[Saved entries]
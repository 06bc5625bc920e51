//! HTTP error response body
//!
//! The `IntoResponse` implementation for `AppError` lives in the mock API
//! crate; external traits cannot be implemented for external types here.

use serde::{Deserialize, Serialize};

/// Error body returned by the invoice API. Clients read `message`.
#[derive(Debug, Clone, PartialEq, Eq, Serialize, Deserialize)]
pub struct ErrorResponse {
    pub message: String,
    #[serde(skip_serializing_if = "Option::is_none")]
    pub code: Option<String>,
    #[serde(skip_serializing_if = "Option::is_none")]
    pub details: Option<String>,
}

impl ErrorResponse {
    pub fn new(message: impl Into<String>) -> Self {
        Self {
            message: message.into(),
            code: None,
            details: None,
        }
    }

    pub fn with_code(mut self, code: impl Into<String>) -> Self {
        self.code = Some(code.into());
        self
    }
}
//! Invoicer CLI library
//!
//! Pieces of the `invoicer` binary that are worth testing on their own:
//! the session guard, local file intake and table rendering.

pub mod files;
pub mod output;
pub mod session;

pub use output::{print_json, truncate_string};
pub use session::{open_session_store, require_session, NOT_SIGNED_IN};
//! Invoicer Infrastructure Library
//!
//! Shared infrastructure used by the Invoicer binaries:
//! - Telemetry initialization (tracing subscriber)
//! - HTTP error body
//! - Middleware (request ID), behind the `middleware` feature

#[cfg(feature = "middleware")]
pub mod middleware;

#[cfg(feature = "observability-basic")]
pub mod telemetry;

pub mod error;

// Re-export commonly used types
#[cfg(feature = "middleware")]
pub use middleware::{get_request_id, request_id_middleware, RequestId};

#[cfg(feature = "observability-basic")]
pub use telemetry::{init_telemetry, shutdown_telemetry, LogFormat};

pub use error::ErrorResponse;
//! Sign-in state for front ends.
//!
//! The credential check is a plain equality test against one configured pair.

use crate::traits::SessionPersistence;
use std::fmt;
use std::sync::Arc;

/// Key under which the signed-in flag is stored.
pub const AUTH_KEY: &str = "auth_token";
const AUTH_VALUE: &str = "true";

#[derive(Clone, PartialEq, Eq)]
pub struct Credentials {
    pub username: String,
    pub password: String,
}

impl Credentials {
    pub fn new(username: impl Into<String>, password: impl Into<String>) -> Self {
        Self {
            username: username.into(),
            password: password.into(),
        }
    }

    pub fn matches(&self, username: &str, password: &str) -> bool {
        self.username == username && self.password == password
    }
}

impl Default for Credentials {
    fn default() -> Self {
        Self::new("admin", "admin")
    }
}

impl fmt::Debug for Credentials {
    fn fmt(&self, f: &mut fmt::Formatter<'_>) -> fmt::Result {
        f.debug_struct("Credentials")
            .field("username", &self.username)
            .field("password", &"<redacted>")
            .finish()
    }
}

/// Session store
///
/// Persistence failures never surface to callers: a failed read counts as
/// signed out and failed writes are logged.
#[derive(Clone)]
pub struct SessionStore {
    credentials: Credentials,
    persistence: Arc<dyn SessionPersistence>,
}

impl SessionStore {
    pub fn new(credentials: Credentials, persistence: Arc<dyn SessionPersistence>) -> Self {
        Self {
            credentials,
            persistence,
        }
    }

    pub async fn is_authenticated(&self) -> bool {
        match self.persistence.get(AUTH_KEY).await {
            Ok(value) => value.as_deref() == Some(AUTH_VALUE),
            Err(e) => {
                tracing::warn!(error = %e, "Failed to read session, treating as signed out");
                false
            }
        }
    }

    /// Returns `true` and sets the flag when the credentials match. A mismatch
    /// leaves the stored state untouched.
    pub async fn login(&self, username: &str, password: &str) -> bool {
        if !self.credentials.matches(username, password) {
            tracing::info!(username = %username, "Sign-in rejected");
            return false;
        }

        if let Err(e) = self.persistence.set(AUTH_KEY, AUTH_VALUE).await {
            tracing::error!(error = %e, "Failed to persist session");
            return false;
        }

        tracing::info!(username = %username, "Signed in");
        true
    }

    pub async fn logout(&self) {
        match self.persistence.remove(AUTH_KEY).await {
            Ok(()) => tracing::info!("Signed out"),
            Err(e) => tracing::error!(error = %e, "Failed to clear session"),
        }
    }
}

#[cfg(test)]
mod tests {
    use super::*;
    use crate::{FileSessionPersistence, MemorySessionPersistence};
    use tempfile::TempDir;

    fn memory_store() -> SessionStore {
        SessionStore::new(
            Credentials::default(),
            Arc::new(MemorySessionPersistence::new()),
        )
    }

    #[tokio::test]
    async fn test_login_with_default_credentials() {
        let store = memory_store();
        assert!(!store.is_authenticated().await);
        assert!(store.login("admin", "admin").await);
        assert!(store.is_authenticated().await);
    }

    #[tokio::test]
    async fn test_wrong_credentials_do_not_sign_out() {
        let store = memory_store();
        assert!(!store.login("admin", "wrong").await);
        assert!(!store.is_authenticated().await);

        assert!(store.login("admin", "admin").await);
        assert!(!store.login("root", "admin").await);
        assert!(store.is_authenticated().await);
    }

    #[tokio::test]
    async fn test_logout_clears_flag() {
        let store = memory_store();
        store.logout().await;
        assert!(!store.is_authenticated().await);

        store.login("admin", "admin").await;
        store.logout().await;
        assert!(!store.is_authenticated().await);
    }

    #[tokio::test]
    async fn test_only_literal_true_counts() {
        let persistence = Arc::new(MemorySessionPersistence::new());
        persistence.set(AUTH_KEY, "yes").await.unwrap();
        let store = SessionStore::new(Credentials::default(), persistence);
        assert!(!store.is_authenticated().await);
    }

    #[tokio::test]
    async fn test_custom_credentials() {
        let store = SessionStore::new(
            Credentials::new("clerk", "s3cret"),
            Arc::new(MemorySessionPersistence::new()),
        );
        assert!(!store.login("admin", "admin").await);
        assert!(store.login("clerk", "s3cret").await);
    }

    #[tokio::test]
    async fn test_session_persists_across_stores() {
        let dir = TempDir::new().unwrap();
        let path = dir.path().join("session.json");

        let first = SessionStore::new(
            Credentials::default(),
            Arc::new(FileSessionPersistence::new(&path)),
        );
        assert!(first.login("admin", "admin").await);

        let second = SessionStore::new(
            Credentials::default(),
            Arc::new(FileSessionPersistence::new(&path)),
        );
        assert!(second.is_authenticated().await);

        second.logout().await;
        assert!(!first.is_authenticated().await);
    }

    #[tokio::test]
    async fn test_corrupt_session_reads_as_signed_out() {
        let dir = TempDir::new().unwrap();
        let path = dir.path().join("session.json");
        std::fs::write(&path, b"{broken").unwrap();

        let store = SessionStore::new(
            Credentials::default(),
            Arc::new(FileSessionPersistence::new(&path)),
        );
        assert!(!store.is_authenticated().await);
    }

    #[tokio::test]
    async fn test_login_repairs_corrupt_session_file() {
        let dir = TempDir::new().unwrap();
        let path = dir.path().join("session.json");
        std::fs::write(&path, b"{truncated").unwrap();

        let store = SessionStore::new(
            Credentials::default(),
            Arc::new(FileSessionPersistence::new(&path)),
        );
        assert!(store.login("admin", "admin").await);
        assert!(store.is_authenticated().await);

        std::fs::write(&path, b"{truncated").unwrap();
        store.logout().await;
        assert!(!store.is_authenticated().await);
        assert!(store.login("admin", "admin").await);
    }

    #[test]
    fn test_credentials_debug_redacts_password() {
        let rendered = format!("{:?}", Credentials::new("admin", "hunter2"));
        assert!(!rendered.contains("hunter2"));
    }
}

* **YOUR INSTRUCTIONS**: Would you please copy exactly the part of the entries above that begins at the line containing "read counts as" and ends at the line containing "if let Err(e)", both lines included?

* **ANSWER FOR THIS EXERCISE**:
/// Persistence failures never surface to callers: a failed read counts as
/// signed out and failed writes are logged.
#[derive(Clone)]
pub struct SessionStore {
    credentials: Credentials,
    persistence: Arc<dyn SessionPersistence>,
}

impl SessionStore {
    pub fn new(credentials: Credentials, persistence: Arc<dyn SessionPersistence>) -> Self {
        Self {
            credentials,
            persistence,
        }
    }

    pub async fn is_authenticated(&self) -> bool {
        match self.persistence.get(AUTH_KEY).await {
            Ok(value) => value.as_deref() == Some(AUTH_VALUE),
            Err(e) => {
                tracing::warn!(error = %e, "Failed to read session, treating as signed out");
                false
            }
        }
    }

    /// Returns `true` and sets the flag when the credentials match. A mismatch
    /// leaves the stored state untouched.
    pub async fn login(&self, username: &str, password: &str) -> bool {
        if !self.credentials.matches(username, password) {
            tracing::info!(username = %username, "Sign-in rejected");
            return false;
        }

        if let Err(e) = self.persistence.set(AUTH_KEY, AUTH_VALUE).await {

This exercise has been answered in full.